The claimed ratio of mineral substances, which is not more than 55% of the mass unit of composition, is justified by ensuring high wear resistance of the resulting coating. At a greater 55% mineral content, a wave-like change in the wear rate occurs, and the wear resistance of the resulting coating also decreases.

Thus, the sharpening of mineral substances on the friction surface with the subsequent receipt, growth, and updating on these surfaces of the mentioned amorphous and polymer layers in combination with the optimal choice of the percentage of parts of the tribotechnical restorative composition providing such sharpening, buildup, and renewal allows the formation of friction surfaces coatings of an amorphous and polymer structure structure, consisting of cermet layers, layers of metal soap and polymer single layers that have high wear resistance and low coefficient of friction.

In addition, the use of fullerenes to form coatings on worn surfaces, in contrast to the reactions of the formation of metal soaps, allows the restoration of surfaces made of any material, for example, all grades of steel and cast iron, alloys based on copper, aluminum, titanium, including polymers.

The ability to implement the proposed method and achieve the specified technical result is verified by laboratory research.

Laboratory tests were carried out on a friction machine SMT-1. Test scheme “disk-disk” in slip mode with slippage (20% rolling of the upper disk). Disks are made of alloy steel with subsequent cementation. Such a friction pair is selected for modeling gear couplings. The lubricating medium was M-10DM engine oil.

First, running-in was carried out on clean engine oil. After completing the running-in, the friction coefficient stabilized and reached a value of µ = 0.55, where µ is the coefficient of friction. The wear rate was determined by the magnitude of the amplitudes of the acoustic emission, which was recorded from the friction zone by a piezoelectric element. The average value of the amplitude after running-in was A = 8 μV.

Lubrication was carried out by immersion of the lower rotational disk in a bath with oil.

After completing the running-in, the bathtub with pure M-10DM oil without stopping the friction machine was replaced with a bathtub with M-10DM oil, which additionally contained a tribological reconstitution compound. After a few seconds of operation of the friction pair, the friction coefficient began to increase and the wear rate increased. After 15 minutes of operation, the coefficient of friction and wear rate, passing through a maximum of µ = 0,065; A = 18 µV, began to decrease, which indicates the beginning of the process of mineralization of mineral substances.

After 30 minutes of friction pair operation, the process of reducing the friction coefficient and wear rate began. Stabilization of these parameters occurred within 3 hours of operation. The friction coefficient decreased to a value of μ = 0.03, and the wear rate to a value of amplitudes of 0.35 μV, which indicates the onset of the formation of cermet and polymer layers.
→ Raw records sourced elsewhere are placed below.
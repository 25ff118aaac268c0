//! Command handlers for CLI subcommands
//!
//! One module per tool. Each handler merges its arguments with the config
//! file layer, drives the corresponding library code, prints the report,
//! and maps the outcome to the tool's exit contract.

pub mod edr_dump;
pub mod layers;
pub mod models;
pub mod serve;
pub mod styles;

pub use edr_dump::handle_edr_dump;
pub use layers::handle_validate_layers;
pub use models::handle_validate_models;
pub use serve::handle_serve;
pub use styles::handle_validate_styles;

use crate::error::Result;
use std::path::{Path, PathBuf};

/// Sorted list of files in `dir` whose extension matches one of
/// `extensions` (case-insensitive). Sorted order keeps cross-file checks
/// like duplicate-id ownership deterministic.
pub(crate) fn files_with_extensions(dir: &Path, extensions: &[&str]) -> Result<Vec<PathBuf>> {
    let mut files = Vec::new();
    for entry in std::fs::read_dir(dir)? {
        let path = entry?.path();
        let matches = path.is_file()
            && path
                .extension()
                .and_then(|ext| ext.to_str())
                .is_some_and(|ext| extensions.contains(&ext.to_lowercase().as_str()));
        if matches {
            files.push(path);
        }
    }
    files.sort();
    Ok(files)
}

/// Display name for a path in reports
pub(crate) fn file_name(path: &Path) -> String {
    path.file_name()
        .and_then(|name| name.to_str())
        .unwrap_or("<unknown>")
        .to_string()
}

#[cfg(test)]
mod tests {
    use super::*;
    use tempfile::TempDir;

    #[test]
    fn test_files_with_extensions_sorted_and_filtered() {
        let dir = TempDir::new().unwrap();
        for name in ["zebra.yaml", "alpha.yml", "notes.txt", "mid.yaml"] {
            std::fs::write(dir.path().join(name), "").unwrap();
        }
        std::fs::create_dir(dir.path().join("sub.yaml")).unwrap();

        let files = files_with_extensions(dir.path(), &["yaml", "yml"]).unwrap();
        let names: Vec<_> = files.iter().map(|p| file_name(p)).collect();
        assert_eq!(names, vec!["alpha.yml", "mid.yaml", "zebra.yaml"]);
    }
}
Over the next 4 hours of operation, there were no significant changes in the work of the friction pair. The pair worked stably with parameters μ = 0.03 and acoustic emission amplitudes A = 0.35 μV, which indicates the realization of the effect of the formation of cermet and polymer layers.

A study of the formed films on the friction surfaces of disks under an electron microscope made it possible to establish their layered structure and amorphous structure. Chemical analysis of the films showed that it is a cermet and a polymer coating.

Laboratory tests have confirmed the effectiveness of the proposed method for in-place restoration of friction surfaces of tribosystems and the possibility of its implementation in a production environment.

The information sources of the method of in-place restoration of friction surfaces of tribosystems with similar features by the author were not found.

Claims (1)

A method for the inseparable restoration of the friction surfaces of the tribosystem, characterized in that they prepare the recovery composition of the additives, containing, wt.%: Minerals in the form of kaolin no more than 55, catalysts no more than 43 and fullerenes no more than 2, supply the said reducing composition to the friction zone in one stage and run-in tribosystem.